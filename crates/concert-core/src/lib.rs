//! concert-core: single-stream playback control over a native media engine.
//!
//! The controller tracks which song is loaded, orchestrates bounded start-up
//! retries against an engine whose state changes asynchronously, and answers
//! every call with a flat JSON-serializable status.
//!
//! # Architecture
//!
//! ```text
//! Layer 0: Engine seam (MediaEngine, Reachability)
//! Layer 1: Effects (native symphonia + cpal engine, HTTP probe, tag reader)
//! Layer 2: Controller (reconcile, retries, snapshots)
//! Layer 3: Surfaces (C FFI, CLI)
//! ```

pub mod config;
pub mod controller;
pub mod effects;
pub mod error;
pub mod models;
pub mod retry;

#[cfg(test)]
pub(crate) mod testing;

pub use config::ControllerConfig;
pub use controller::Controller;
pub use effects::{MediaEngine, Reachability};
pub use error::{ConfigError, PlaybackError};
pub use models::*;
pub use retry::{CancelToken, Retry, RetryOutcome};

#[cfg(test)]
mod tests {
    use super::*;
    use crate::testing::{fast_config, ScriptedEngine, ScriptedProbe};
    use std::sync::Arc;

    fn controller(engine: ScriptedEngine, probe: ScriptedProbe) -> (Arc<ScriptedEngine>, Controller) {
        let engine = Arc::new(engine);
        let c = Controller::with_engine(engine.clone(), Arc::new(probe), fast_config());
        (engine, c)
    }

    fn track_json() -> serde_json::Value {
        serde_json::json!({
            "title": "Evening Mix",
            "stream": "http://stream.example.com:8000/evening",
            "duration": 3600,
            "thumbnail": "http://img.example.com/evening.jpg",
            "playedby": "sam"
        })
    }

    #[test]
    fn play_payload_has_full_shape() {
        let (_engine, c) = controller(ScriptedEngine::healthy(), ScriptedProbe::reachable());
        let track: Track = serde_json::from_value(track_json()).unwrap();

        let payload = c.play(&track).to_value();

        assert_eq!(payload["audio_status"], "Playing");
        assert_eq!(payload["volume"], 70);
        assert_eq!(payload["is_playing"], true);
        assert_eq!(payload["media"], "http://stream.example.com:8000/evening");
        assert_eq!(payload["current_time"], 0);
        assert_eq!(payload["current_track"], "Evening Mix");
        assert_eq!(payload["duration"], 3600);
        assert_eq!(payload["thumbnail"], "http://img.example.com/evening.jpg");
        assert_eq!(payload["playedby"], "sam");
        assert!(payload.get("error").is_none());
    }

    #[test]
    fn failed_play_payload_carries_error_code() {
        let (_engine, c) = controller(ScriptedEngine::healthy(), ScriptedProbe::unreachable());
        let track: Track = serde_json::from_value(track_json()).unwrap();

        let payload = c.play(&track).to_value();

        assert_eq!(payload["is_playing"], false);
        assert_eq!(payload["error"], "unreachable");
        assert!(payload["media"].is_null());
        assert_eq!(payload.as_object().unwrap().len(), 5);
    }

    #[test]
    fn idle_state_payload_is_minimal() {
        let (_engine, c) = controller(ScriptedEngine::healthy(), ScriptedProbe::reachable());
        let v = serde_json::to_value(c.cur_state()).unwrap();
        assert_eq!(
            v,
            serde_json::json!({
                "audio_status": "NothingSpecial",
                "volume": 70,
                "is_playing": false,
                "media": null,
            })
        );
    }

    #[test]
    fn track_ended_between_calls_is_cleaned_up_on_next_read() {
        let (engine, c) = controller(ScriptedEngine::healthy(), ScriptedProbe::reachable());
        let track: Track = serde_json::from_value(track_json()).unwrap();
        c.play(&track);

        engine.set_state(EngineState::Ended);
        let v = serde_json::to_value(c.cur_state()).unwrap();

        assert_eq!(v["audio_status"], "Ended");
        assert_eq!(v["is_playing"], false);
        assert_eq!(v["media"], "http://stream.example.com:8000/evening");
        assert!(v["current_track"].is_null());
        assert_eq!(v["duration"], -1);
        assert!(c.current_track().is_none());

        let v = serde_json::to_value(c.cur_state()).unwrap();
        assert_eq!(v["audio_status"], "NothingSpecial");
        assert!(v["media"].is_null());
    }

    #[test]
    fn failed_start_payload_reports_engine_error() {
        let (_engine, c) = controller(ScriptedEngine::broken(), ScriptedProbe::reachable());
        let track: Track = serde_json::from_value(track_json()).unwrap();

        let payload = c.play(&track).to_value();

        assert_eq!(payload["audio_status"], "Error");
        assert_eq!(payload["error"], "engine_start_failed");
        assert_eq!(payload["is_playing"], false);
        assert_eq!(payload["media"], "http://stream.example.com:8000/evening");
        assert_eq!(payload["duration"], -1);
    }

    #[test]
    fn volume_payload() {
        let (_engine, c) = controller(ScriptedEngine::healthy(), ScriptedProbe::reachable());
        let v = serde_json::to_value(c.set_volume(250)).unwrap();
        assert_eq!(v, serde_json::json!({"volume": 100}));
    }
}
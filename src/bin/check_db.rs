use sqlx::postgres::PgPoolOptions;
use std::env;

#[tokio::main]
async fn main() -> Result<(), Box<dyn std::error::Error>> {
    let database_url = env::var("DATABASE_URL").expect("DATABASE_URL must be set");
    let pool = PgPoolOptions::new().connect(&database_url).await?;

    let row: (String,) = sqlx::query_as("SELECT data_type FROM information_schema.columns WHERE table_name = 'doctors' AND column_name = 'search_count'")
        .fetch_one(&pool)
        .await?;

    println!("search_count type: {}", row.0);

    let counts: (i64, i64) = sqlx::query_as(
        "SELECT COUNT(*), COALESCE(SUM(search_count), 0)::bigint FROM doctors",
    )
    .fetch_one(&pool)
    .await?;

    println!("doctors: {}, total views recorded: {}", counts.0, counts.1);

    Ok(())
}
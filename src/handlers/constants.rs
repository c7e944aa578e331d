use axum::{response::Json, routing::get, Router};
use serde_json::{json, Value};

use crate::AppState;

/// Static taxonomies backing the client's filter pickers. Listing filters do
/// not validate against these; unknown values simply match nothing.
const CITIES: [&str; 10] = [
    "Mumbai",
    "Delhi",
    "Bangalore",
    "Hyderabad",
    "Chennai",
    "Pune",
    "Kolkata",
    "Ahmedabad",
    "Jaipur",
    "Chandigarh",
];

const SPECIALITIES: [&str; 10] = [
    "General Physician",
    "Cardiologist",
    "Dermatologist",
    "Pediatrician",
    "Orthopedic",
    "Gynecologist",
    "Neurologist",
    "Psychiatrist",
    "ENT Specialist",
    "Ophthalmologist",
];

pub fn router() -> Router<AppState> {
    Router::new()
        .route("/cities", get(get_cities))
        .route("/specialities", get(get_specialities))
}

pub async fn get_cities() -> Json<Value> {
    Json(json!({ "cities": CITIES }))
}

pub async fn get_specialities() -> Json<Value> {
    Json(json!({ "specialities": SPECIALITIES }))
}
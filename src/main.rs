use axum::{http::StatusCode, response::Json, routing::get, Router};
use sqlx::PgPool;
use tower::ServiceBuilder;
use tower_http::{
    cors::{Any, CorsLayer},
    trace::TraceLayer,
};
use tracing::{info, warn, Level};
use tracing_subscriber::EnvFilter;

mod database;
mod errors;
mod handlers;
mod models;

use handlers::{constants, doctors};

#[derive(Clone)]
pub struct AppState {
    pub db: PgPool,
}

#[tokio::main]
async fn main() -> anyhow::Result<()> {
    // Initialize tracing with reduced SQL verbosity
    tracing_subscriber::fmt()
        .with_max_level(Level::INFO)
        .with_env_filter(EnvFilter::new("doctor_directory_backend=info,sqlx=warn,info"))
        .init();

    // Load environment variables
    dotenvy::dotenv().ok();

    let database_url = std::env::var("DATABASE_URL").expect("DATABASE_URL must be set");

    let pool = database::create_pool(&database_url)
        .await
        .expect("Failed to connect to PostgreSQL");

    // Run migrations (can be disabled via env var)
    let skip_migrations = std::env::var("SKIP_MIGRATIONS")
        .map(|v| v.to_lowercase() == "true" || v == "1")
        .unwrap_or(false);

    if skip_migrations {
        warn!("⚠️ Skipping migrations due to SKIP_MIGRATIONS=true");
    } else {
        match sqlx::migrate!("./migrations").run(&pool).await {
            Ok(_) => info!("✅ Migrations completed successfully"),
            Err(sqlx::migrate::MigrateError::VersionMismatch(version)) => {
                warn!("⚠️  Migration version mismatch: {}", version);
                warn!("Database has different migration state than expected");
            }
            Err(e) => {
                warn!("❌ Failed to run migrations: {}", e);
                warn!("Continuing without migrations (set SKIP_MIGRATIONS=true to suppress this warning)");
            }
        }
    }

    let state = AppState { db: pool };

    // Permissive CORS for development, explicit origin list for production
    let is_development = std::env::var("DEBUG_MODE").unwrap_or_default() == "true";

    let cors = if is_development {
        info!("🔓 Development mode: Using permissive CORS");
        CorsLayer::new().allow_origin(Any)
    } else {
        let allowed_origins = std::env::var("ALLOWED_ORIGINS").unwrap_or_default();

        let origins: Result<Vec<axum::http::HeaderValue>, _> = allowed_origins
            .split(',')
            .map(str::trim)
            .filter(|origin| !origin.is_empty())
            .map(|origin| origin.parse())
            .collect();

        match origins {
            Ok(parsed_origins) if !parsed_origins.is_empty() => {
                info!("🔒 CORS configured for origins: {}", allowed_origins);
                CorsLayer::new().allow_origin(parsed_origins)
            }
            Ok(_) => {
                warn!("⚠️ ALLOWED_ORIGINS is empty, falling back to permissive CORS");
                CorsLayer::new().allow_origin(Any)
            }
            Err(e) => {
                warn!("⚠️ Failed to parse ALLOWED_ORIGINS, falling back to permissive CORS: {}", e);
                CorsLayer::new().allow_origin(Any)
            }
        }
    }
    .allow_methods([
        axum::http::Method::GET,
        axum::http::Method::POST,
        axum::http::Method::OPTIONS,
    ])
    .allow_headers([
        axum::http::header::CONTENT_TYPE,
        axum::http::header::ACCEPT,
        axum::http::header::ORIGIN,
    ]);

    let app = Router::new()
        .route("/api/health", get(health_check))
        .nest("/api/doctors", doctors::router())
        .nest("/api", constants::router())
        .layer(
            ServiceBuilder::new()
                .layer(TraceLayer::new_for_http())
                .layer(cors),
        )
        .with_state(state);

    let host = std::env::var("HOST").unwrap_or_else(|_| "127.0.0.1".to_string());
    let port = std::env::var("PORT")
        .unwrap_or_else(|_| "3001".to_string())
        .parse::<u16>()
        .expect("PORT must be a valid number");

    let listener = tokio::net::TcpListener::bind(format!("{}:{}", host, port)).await?;

    info!("🚀 Server starting on http://{}:{}", host, port);

    axum::serve(listener, app).await?;

    Ok(())
}

async fn health_check() -> Result<Json<serde_json::Value>, StatusCode> {
    Ok(Json(serde_json::json!({
        "status": "healthy",
        "service": "doctor-directory-backend",
        "timestamp": chrono::Utc::now(),
        "version": "1.0.0",
        "endpoints": {
            "doctors": "/api/doctors",
            "top": "/api/doctors/top",
            "cities": "/api/cities",
            "specialities": "/api/specialities",
            "health": "/api/health"
        }
    })))
}
use sqlx::{
    postgres::{PgConnectOptions, PgPoolOptions},
    PgPool,
};
use std::str::FromStr;

pub async fn create_pool(database_url: &str) -> Result<PgPool, sqlx::Error> {
    let options = PgConnectOptions::from_str(database_url)?
        .application_name("doctor-directory-backend")
        .statement_cache_capacity(500);

    PgPoolOptions::new()
        .max_connections(32)
        .min_connections(8)
        .acquire_timeout(std::time::Duration::from_secs(2))
        .idle_timeout(std::time::Duration::from_secs(10))
        .connect_with(options)
        .await
}
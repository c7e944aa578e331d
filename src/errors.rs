use axum::{
    http::StatusCode,
    response::{IntoResponse, Response},
    Json,
};
use serde_json::json;

#[derive(Debug, thiserror::Error)]
pub enum AppError {
    #[error("Database error: {0}")]
    Database(#[from] sqlx::Error),

    #[error("Database error: {0}")]
    DatabaseError(String),

    #[error("Not found: {0}")]
    NotFound(String),

    #[error("Bad request: {0}")]
    BadRequest(String),
}

impl IntoResponse for AppError {
    fn into_response(self) -> Response {
        let (status, error_message) = match &self {
            AppError::Database(err) => {
                tracing::error!("Database error: {:?}", err);
                (StatusCode::INTERNAL_SERVER_ERROR, "Database error occurred")
            }
            AppError::DatabaseError(msg) => {
                tracing::error!("Database error: {}", msg);
                (StatusCode::INTERNAL_SERVER_ERROR, msg.as_str())
            }
            AppError::NotFound(msg) => (StatusCode::NOT_FOUND, msg.as_str()),
            AppError::BadRequest(msg) => (StatusCode::BAD_REQUEST, msg.as_str()),
        };

        let body = Json(json!({
            "error": error_message,
            "status": status.as_u16()
        }));

        (status, body).into_response()
    }
}

pub type Result<T> = std::result::Result<T, AppError>;
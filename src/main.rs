use chrono::Datelike;
use iced::keyboard::{self, key};
use iced::widget::image::Handle;
use iced::widget::{canvas, column, container, scrollable, stack, text, Space};
use iced::{event, window, Alignment, Element, Length, Point, Size, Subscription, Task, Theme};
use std::collections::HashMap;
use std::time::{Duration, Instant};

mod assets;
mod color;
mod config;
mod error;
mod state;
mod ui;

use state::data::{self, Manifest};
use state::theme::{ColorTheme, ThemeStore};
use state::viewer::{is_mobile, ViewerState};
use ui::effects::{Backdrop, PointerSpring};

/// The intro year counter starts here and races up to the current year.
const FIRST_YEAR: i32 = 2016;
const YEAR_ANIMATION_MS: u64 = 2000;

/// Identifies one loaded image: a job's round icon or one of its photos.
#[derive(Debug, Clone, Copy, PartialEq, Eq, Hash)]
pub enum ImageKey {
    Icon { job: usize },
    Photo { job: usize, image: usize },
}

impl ImageKey {
    pub fn icon(job: usize) -> Self {
        ImageKey::Icon { job }
    }

    pub fn photo(job: usize, image: usize) -> Self {
        ImageKey::Photo { job, image }
    }
}

/// Images loaded so far, by key. Entries appear as background loads finish.
pub type ImageCache = HashMap<ImageKey, Handle>;

/// Look up a loaded image, falling back to the shared placeholder while it
/// loads (or forever, if the file is missing).
pub fn image_or_placeholder(images: &ImageCache, key: ImageKey) -> Handle {
    images.get(&key).cloned().unwrap_or_else(assets::placeholder)
}

/// The intro "engineer since 2016..." counter. Steps once per tick until
/// it reaches the current year, then the intro switches to its final text.
#[derive(Debug, Clone, Copy)]
struct YearCounter {
    year: i32,
    target: i32,
}

impl YearCounter {
    fn new() -> Self {
        let target = chrono::Local::now().year().max(FIRST_YEAR);
        YearCounter {
            year: FIRST_YEAR,
            target,
        }
    }

    fn done(&self) -> bool {
        self.year >= self.target
    }

    fn advance(&mut self) {
        if !self.done() {
            self.year += 1;
        }
    }

    /// Tick interval so the whole run takes ~2 seconds.
    fn interval(&self) -> Duration {
        let steps = (self.target - FIRST_YEAR).max(1) as u64;
        Duration::from_millis(YEAR_ANIMATION_MS / steps)
    }
}

/// Main application state
struct Folio {
    /// The injected theme preference store
    theme: ThemeStore,
    /// The image selection / expansion / fullscreen machine
    viewer: ViewerState,
    /// Static page content from the embedded manifest
    manifest: Manifest,
    /// Loaded images, filled in by background tasks
    images: ImageCache,
    /// Live window size; the mobile/desktop branch reads this at click time
    window: Size,
    year: YearCounter,
    /// Backdrop animation clock and pointer spring
    started: Instant,
    elapsed: f32,
    last_frame: Option<Instant>,
    pointer: PointerSpring,
}

/// Application messages (events)
#[derive(Debug, Clone)]
enum Message {
    /// A thumbnail in a job strip was clicked
    ThumbnailClicked { job: usize, image: usize },
    /// The inline expanded image was clicked
    LargeImageClicked,
    /// The dimmed fullscreen backdrop was clicked
    BackgroundClicked,
    EscapePressed,
    PreviousImage,
    NextImage,
    ToggleDarkMode,
    SetColorTheme(ColorTheme),
    WindowResized(Size),
    PointerMoved(Point),
    /// A background image load finished
    ImageLoaded { key: ImageKey, handle: Handle },
    /// Animation frame for the backdrop
    FrameTick(Instant),
    /// Intro year counter step
    YearTick,
}

impl Folio {
    /// Create a new instance of the application and kick off the
    /// background image loads.
    fn new() -> (Self, Task<Message>) {
        let theme = ThemeStore::load();
        let manifest = data::load_manifest_or_empty();

        let root = assets::assets_root();
        let available = assets::scan(&root);
        assets::verify_manifest(&manifest, &root);
        println!(
            "🎨 folio initialized: {} jobs, {} asset file(s), theme {}/{}",
            manifest.jobs.len(),
            available,
            if theme.is_dark() { "dark" } else { "light" },
            theme.color_theme().as_str(),
        );

        let load_tasks = spawn_image_loads(&manifest);

        (
            Folio {
                theme,
                viewer: ViewerState::default(),
                manifest,
                images: ImageCache::new(),
                window: Size::new(1280.0, 860.0),
                year: YearCounter::new(),
                started: Instant::now(),
                elapsed: 0.0,
                last_frame: None,
                pointer: PointerSpring::default(),
            },
            Task::batch(load_tasks),
        )
    }

    /// Handle application messages and update state
    fn update(&mut self, message: Message) -> Task<Message> {
        match message {
            Message::ThumbnailClicked { job, image } => {
                self.viewer.select(job, image, is_mobile(self.window.width));
            }
            Message::LargeImageClicked => {
                self.viewer.open_fullscreen();
            }
            Message::BackgroundClicked => {
                self.viewer.dismiss();
            }
            Message::EscapePressed => {
                self.viewer.escape(is_mobile(self.window.width));
            }
            Message::PreviousImage => {
                self.step_image(-1);
            }
            Message::NextImage => {
                self.step_image(1);
            }
            Message::ToggleDarkMode => {
                self.theme.toggle_dark_mode();
            }
            Message::SetColorTheme(theme) => {
                self.theme.set_color_theme(theme);
            }
            Message::WindowResized(size) => {
                self.window = size;
            }
            Message::PointerMoved(position) => {
                self.pointer.set_target(ui::effects::normalize_pointer(
                    position,
                    self.window.width,
                    self.window.height,
                ));
            }
            Message::ImageLoaded { key, handle } => {
                self.images.insert(key, handle);
            }
            Message::FrameTick(now) => {
                self.elapsed = now.duration_since(self.started).as_secs_f32();
                let dt = self
                    .last_frame
                    .map(|last| now.duration_since(last).as_secs_f32())
                    .unwrap_or(1.0 / 60.0);
                self.last_frame = Some(now);
                self.pointer.tick(dt);
            }
            Message::YearTick => {
                self.year.advance();
            }
        }

        Task::none()
    }

    /// Step the viewer selection within its current job.
    fn step_image(&mut self, delta: isize) {
        if let Some(selection) = self.viewer.selection() {
            let count = self
                .manifest
                .jobs
                .get(selection.job)
                .map(|job| job.images.len())
                .unwrap_or(0);
            self.viewer.step(delta, count);
        }
    }

    /// Build the user interface
    fn view(&self) -> Element<Message> {
        let prefs = self.theme.preference();
        let mobile = is_mobile(self.window.width);

        let mut jobs = column![].spacing(if mobile { 40 } else { 64 });
        for job in &self.manifest.jobs {
            jobs = jobs.push(ui::job::view(
                job,
                &self.viewer,
                &self.images,
                prefs,
                mobile,
            ));
        }

        let page = column![
            ui::header::view(prefs),
            self.view_intro(mobile),
            container(jobs)
                .max_width(1100)
                .padding([0, 24])
                .center_x(Length::Fill),
            Space::with_height(60),
        ]
        .spacing(if mobile { 28 } else { 48 });

        let backdrop = canvas(Backdrop {
            accent: prefs.color.accent(),
            dark: prefs.dark,
            elapsed: self.elapsed,
            offset: self.pointer.offset(),
        })
        .width(Length::Fill)
        .height(Length::Fill);

        let base: Element<Message> = stack![
            backdrop,
            scrollable(page).width(Length::Fill).height(Length::Fill),
        ]
        .into();

        // Fullscreen overlay goes over everything
        match self.viewer {
            ViewerState::Fullscreen(selection) => {
                match self.manifest.jobs.get(selection.job) {
                    Some(job) => {
                        ui::viewer::fullscreen(base, job, selection, &self.images, prefs)
                    }
                    None => base,
                }
            }
            _ => base,
        }
    }

    /// Intro block: name, animated year line, contact tagline.
    fn view_intro(&self, mobile: bool) -> Element<Message> {
        let prefs = self.theme.preference();

        let year_line = if self.year.done() {
            text("engineer in nyc").size(18)
        } else {
            text(format!("engineer since {}...", self.year.year)).size(18)
        };

        column![
            text(&self.manifest.owner).size(if mobile { 44 } else { 72 }),
            year_line,
            text(&self.manifest.tagline)
                .size(15)
                .color(prefs.muted_text()),
        ]
        .spacing(10)
        .align_x(Alignment::Center)
        .width(Length::Fill)
        .into()
    }

    /// Set the application theme
    fn theme(&self) -> Theme {
        self.theme.preference().iced_theme()
    }

    fn subscription(&self) -> Subscription<Message> {
        // Window size and pointer tracking are always on; the key listener
        // is bound only while the viewer is open, and the year ticker only
        // while the intro is still counting.
        let events = event::listen_with(|event, _status, _window| match event {
            event::Event::Window(window::Event::Resized(size)) => {
                Some(Message::WindowResized(size))
            }
            event::Event::Mouse(iced::mouse::Event::CursorMoved { position }) => {
                Some(Message::PointerMoved(position))
            }
            _ => None,
        });

        let keys = if self.viewer.is_active() {
            keyboard::on_key_press(|key, _modifiers| match key {
                keyboard::Key::Named(key::Named::Escape) => Some(Message::EscapePressed),
                keyboard::Key::Named(key::Named::ArrowLeft) => Some(Message::PreviousImage),
                keyboard::Key::Named(key::Named::ArrowRight) => Some(Message::NextImage),
                _ => None,
            })
        } else {
            Subscription::none()
        };

        let year = if self.year.done() {
            Subscription::none()
        } else {
            iced::time::every(self.year.interval()).map(|_| Message::YearTick)
        };

        let frames = window::frames().map(Message::FrameTick);

        Subscription::batch([events, keys, year, frames])
    }
}

fn main() -> iced::Result {
    iced::application("folio", Folio::update, Folio::view)
        .subscription(Folio::subscription)
        .theme(Folio::theme)
        .window_size(Size::new(1280.0, 860.0))
        .centered()
        .run_with(Folio::new)
}

/// One background load task per manifest image reference. Each task
/// resolves to a cache insert; missing files come back as placeholders.
fn spawn_image_loads(manifest: &Manifest) -> Vec<Task<Message>> {
    let mut tasks = Vec::new();

    for job in &manifest.jobs {
        if let Some(icon) = &job.icon {
            let key = ImageKey::icon(job.index);
            tasks.push(Task::perform(
                assets::load_or_placeholder(assets::resolve(icon)),
                move |handle| Message::ImageLoaded { key, handle },
            ));
        }

        for (i, path) in job.images.iter().enumerate() {
            let key = ImageKey::photo(job.index, i);
            tasks.push(Task::perform(
                assets::load_or_placeholder(assets::resolve(path)),
                move |handle| Message::ImageLoaded { key, handle },
            ));
        }
    }

    tasks
}

#[cfg(test)]
mod tests {
    use super::*;

    #[test]
    fn test_year_counter_reaches_target_and_stops() {
        let mut counter = YearCounter::new();
        assert_eq!(counter.year, FIRST_YEAR);

        for _ in 0..100 {
            counter.advance();
        }
        assert!(counter.done());
        assert_eq!(counter.year, counter.target);
    }

    #[test]
    fn test_year_counter_interval_fills_two_seconds() {
        let counter = YearCounter::new();
        let steps = (counter.target - FIRST_YEAR).max(1) as u64;
        let total = counter.interval().as_millis() as u64 * steps;
        // Integer division may shave a few ms off the total
        assert!(total <= YEAR_ANIMATION_MS);
        assert!(total >= YEAR_ANIMATION_MS.saturating_sub(steps));
    }

    #[test]
    fn test_image_key_variants_do_not_collide() {
        let mut cache = ImageCache::new();
        cache.insert(ImageKey::icon(0), assets::placeholder());
        cache.insert(ImageKey::photo(0, 0), assets::placeholder());
        assert_eq!(cache.len(), 2);
    }

    #[test]
    fn test_cache_miss_yields_placeholder() {
        let cache = ImageCache::new();
        let handle = image_or_placeholder(&cache, ImageKey::photo(3, 7));
        assert_eq!(handle, assets::placeholder());
    }
}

☆ ☆ ☆

◆ TASK DESCRIPTION:
Among the lines of the preceding listing, count those that contain the string "engineer"; state the count and nothing further.

◆ RESULT OF THE TASK:
3